All records given below must be printed word for word.

Dataset entries:
- - -

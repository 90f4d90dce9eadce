//! Controller state, options, and construction.

use std::rc::Rc;
use std::time::{Duration, Instant};

use easel_common::events::EventBus;
use easel_common::types::FrameId;
use easel_config::EaselConfig;
use tokio::sync::broadcast;
use tracing::debug;

use super::position::PositionOrigin;
use crate::clock::Clock;
use crate::debounce::Debouncer;
use crate::drag::{DragPrimitive, DragSession};
use crate::element::FrameElement;
use crate::frame::EmbeddedFrame;
use crate::host::CanvasHost;
use crate::model::{FrameModel, ModelEvent};
use crate::tools::ToolsOverlay;

// =============================================================================
// OPTIONS
// =============================================================================

/// Per-controller settings, usually derived from [`EaselConfig`].
#[derive(Debug, Clone, PartialEq)]
pub struct FrameSyncOptions {
    pub style_prefix: String,
    pub recalc_debounce: Duration,
    /// Commit anyway if no transition-end signal arrives within this
    /// long. `None` waits indefinitely.
    pub transition_fallback: Option<Duration>,
    pub animation_class: String,
}

impl FrameSyncOptions {
    pub fn from_config(config: &EaselConfig) -> Self {
        Self {
            style_prefix: config.canvas.style_prefix.clone(),
            recalc_debounce: config.frame.recalc_debounce(),
            transition_fallback: config.frame.transition_fallback(),
            animation_class: config.frame.animation_class.clone(),
        }
    }

    /// Prefixed class marking a running size transition.
    pub fn anim_class(&self) -> String {
        format!("{}{}", self.style_prefix, self.animation_class)
    }

    pub fn wrapper_class(&self) -> String {
        format!("{}frame-wrapper", self.style_prefix)
    }
}

impl Default for FrameSyncOptions {
    fn default() -> Self {
        Self::from_config(&EaselConfig::default())
    }
}

// =============================================================================
// STATE
// =============================================================================

/// Resting state of the dimension sync.
///
/// `Applying` and `CommitNow` only exist inside a single dimension update,
/// so the controller never rests in them.
#[derive(Debug, Clone, Copy, PartialEq, Eq)]
pub enum SyncState {
    Idle,
    /// A size change is animating; the commit waits for transition end.
    AnimatingWait { since: Instant },
}

/// Hooks on the wrapper element that trigger controller actions.
#[derive(Debug, Clone, Copy, PartialEq, Eq)]
pub enum FrameAction {
    /// `click` on `[data-action-remove]`.
    Remove,
    /// `mousedown` on `[data-action-move]`.
    Move,
}

impl FrameAction {
    /// Parse the value of a `data-action-*` hook.
    pub fn from_hook(hook: &str) -> Option<Self> {
        match hook {
            "remove" => Some(FrameAction::Remove),
            "move" => Some(FrameAction::Move),
            _ => None,
        }
    }
}

/// Everything a controller talks to besides the model.
pub struct FrameCollaborators {
    pub element: Box<dyn FrameElement>,
    pub frame: Box<dyn EmbeddedFrame>,
    pub host: Rc<dyn CanvasHost>,
    pub drag: Box<dyn DragPrimitive>,
    pub bus: EventBus,
    pub clock: Rc<dyn Clock>,
}

/// Keeps one frame wrapper in sync with its model.
pub struct FrameSyncController {
    pub(super) id: FrameId,
    pub(super) element: Box<dyn FrameElement>,
    pub(super) frame: Box<dyn EmbeddedFrame>,
    pub(super) host: Rc<dyn CanvasHost>,
    pub(super) drag: Box<dyn DragPrimitive>,
    pub(super) bus: EventBus,
    pub(super) clock: Rc<dyn Clock>,
    pub(super) options: FrameSyncOptions,
    pub(super) anim_class: String,
    pub(super) model_rx: broadcast::Receiver<ModelEvent>,
    pub(super) commit: Debouncer,
    pub(super) sync: SyncState,
    pub(super) session: Option<DragSession>,
    pub(super) scroll_attached: bool,
    pub(super) tools: Option<ToolsOverlay>,
    pub(super) removed: bool,
}

impl FrameSyncController {
    /// Subscribe to `model` and place the element at its coordinates.
    ///
    /// The initial placement does not schedule a commit.
    pub fn new(model: &FrameModel, parts: FrameCollaborators, options: FrameSyncOptions) -> Self {
        let mut controller = Self {
            id: model.id(),
            element: parts.element,
            frame: parts.frame,
            host: parts.host,
            drag: parts.drag,
            bus: parts.bus,
            clock: parts.clock,
            anim_class: options.anim_class(),
            commit: Debouncer::new(options.recalc_debounce),
            options,
            model_rx: model.subscribe(),
            sync: SyncState::Idle,
            session: None,
            scroll_attached: false,
            tools: None,
            removed: false,
        };
        controller.update_position(model, PositionOrigin::Initial);
        debug!(frame = %controller.id, "frame controller created");
        controller
    }

    pub fn id(&self) -> FrameId {
        self.id
    }

    pub fn options(&self) -> &FrameSyncOptions {
        &self.options
    }

    pub fn element(&self) -> &dyn FrameElement {
        self.element.as_ref()
    }

    pub fn sync_state(&self) -> SyncState {
        self.sync
    }

    pub fn is_animating(&self) -> bool {
        matches!(self.sync, SyncState::AnimatingWait { .. })
    }

    pub fn commit_pending(&self) -> bool {
        self.commit.is_pending()
    }

    pub fn drag_session(&self) -> Option<&DragSession> {
        self.session.as_ref()
    }

    pub fn is_dragging(&self) -> bool {
        self.session.is_some()
    }

    pub fn tools(&self) -> Option<&ToolsOverlay> {
        self.tools.as_ref()
    }

    pub fn is_removed(&self) -> bool {
        self.removed
    }
}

- - -

Response:
repository 90f4d90dce9eadce
//! Controller state, options, and construction.

use std::rc::Rc;
use std::time::{Duration, Instant};

use easel_common::events::EventBus;
use easel_common::types::FrameId;
use easel_config::EaselConfig;
use tokio::sync::broadcast;
use tracing::debug;

use super::position::PositionOrigin;
use crate::clock::Clock;
use crate::debounce::Debouncer;
use crate::drag::{DragPrimitive, DragSession};
use crate::element::FrameElement;
use crate::frame::EmbeddedFrame;
use crate::host::CanvasHost;
use crate::model::{FrameModel, ModelEvent};
use crate::tools::ToolsOverlay;

// =============================================================================
// OPTIONS
// =============================================================================

/// Per-controller settings, usually derived from [`EaselConfig`].
#[derive(Debug, Clone, PartialEq)]
pub struct FrameSyncOptions {
    pub style_prefix: String,
    pub recalc_debounce: Duration,
    /// Commit anyway if no transition-end signal arrives within this
    /// long. `None` waits indefinitely.
    pub transition_fallback: Option<Duration>,
    pub animation_class: String,
}

impl FrameSyncOptions {
    pub fn from_config(config: &EaselConfig) -> Self {
        Self {
            style_prefix: config.canvas.style_prefix.clone(),
            recalc_debounce: config.frame.recalc_debounce(),
            transition_fallback: config.frame.transition_fallback(),
            animation_class: config.frame.animation_class.clone(),
        }
    }

    /// Prefixed class marking a running size transition.
    pub fn anim_class(&self) -> String {
        format!("{}{}", self.style_prefix, self.animation_class)
    }

    pub fn wrapper_class(&self) -> String {
        format!("{}frame-wrapper", self.style_prefix)
    }
}

impl Default for FrameSyncOptions {
    fn default() -> Self {
        Self::from_config(&EaselConfig::default())
    }
}

// =============================================================================
// STATE
// =============================================================================

/// Resting state of the dimension sync.
///
/// `Applying` and `CommitNow` only exist inside a single dimension update,
/// so the controller never rests in them.
#[derive(Debug, Clone, Copy, PartialEq, Eq)]
pub enum SyncState {
    Idle,
    /// A size change is animating; the commit waits for transition end.
    AnimatingWait { since: Instant },
}

/// Hooks on the wrapper element that trigger controller actions.
#[derive(Debug, Clone, Copy, PartialEq, Eq)]
pub enum FrameAction {
    /// `click` on `[data-action-remove]`.
    Remove,
    /// `mousedown` on `[data-action-move]`.
    Move,
}

impl FrameAction {
    /// Parse the value of a `data-action-*` hook.
    pub fn from_hook(hook: &str) -> Option<Self> {
        match hook {
            "remove" => Some(FrameAction::Remove),
            "move" => Some(FrameAction::Move),
            _ => None,
        }
    }
}

/// Everything a controller talks to besides the model.
pub struct FrameCollaborators {
    pub element: Box<dyn FrameElement>,
    pub frame: Box<dyn EmbeddedFrame>,
    pub host: Rc<dyn CanvasHost>,
    pub drag: Box<dyn DragPrimitive>,
    pub bus: EventBus,
    pub clock: Rc<dyn Clock>,
}

/// Keeps one frame wrapper in sync with its model.
pub struct FrameSyncController {
    pub(super) id: FrameId,
    pub(super) element: Box<dyn FrameElement>,
    pub(super) frame: Box<dyn EmbeddedFrame>,
    pub(super) host: Rc<dyn CanvasHost>,
    pub(super) drag: Box<dyn DragPrimitive>,
    pub(super) bus: EventBus,
    pub(super) clock: Rc<dyn Clock>,
    pub(super) options: FrameSyncOptions,
    pub(super) anim_class: String,
    pub(super) model_rx: broadcast::Receiver<ModelEvent>,
    pub(super) commit: Debouncer,
    pub(super) sync: SyncState,
    pub(super) session: Option<DragSession>,
    pub(super) scroll_attached: bool,
    pub(super) tools: Option<ToolsOverlay>,
    pub(super) removed: bool,
}

impl FrameSyncController {
    /// Subscribe to `model` and place the element at its coordinates.
    ///
    /// The initial placement does not schedule a commit.
    pub fn new(model: &FrameModel, parts: FrameCollaborators, options: FrameSyncOptions) -> Self {
        let mut controller = Self {
            id: model.id(),
            element: parts.element,
            frame: parts.frame,
            host: parts.host,
            drag: parts.drag,
            bus: parts.bus,
            clock: parts.clock,
            anim_class: options.anim_class(),
            commit: Debouncer::new(options.recalc_debounce),
            options,
            model_rx: model.subscribe(),
            sync: SyncState::Idle,
            session: None,
            scroll_attached: false,
            tools: None,
            removed: false,
        };
        controller.update_position(model, PositionOrigin::Initial);
        debug!(frame = %controller.id, "frame controller created");
        controller
    }

    pub fn id(&self) -> FrameId {
        self.id
    }

    pub fn options(&self) -> &FrameSyncOptions {
        &self.options
    }

    pub fn element(&self) -> &dyn FrameElement {
        self.element.as_ref()
    }

    pub fn sync_state(&self) -> SyncState {
        self.sync
    }

    pub fn is_animating(&self) -> bool {
        matches!(self.sync, SyncState::AnimatingWait { .. })
    }

    pub fn commit_pending(&self) -> bool {
        self.commit.is_pending()
    }

    pub fn drag_session(&self) -> Option<&DragSession> {
        self.session.as_ref()
    }

    pub fn is_dragging(&self) -> bool {
        self.session.is_some()
    }

    pub fn tools(&self) -> Option<&ToolsOverlay> {
        self.tools.as_ref()
    }

    pub fn is_removed(&self) -> bool {
        self.removed
    }
}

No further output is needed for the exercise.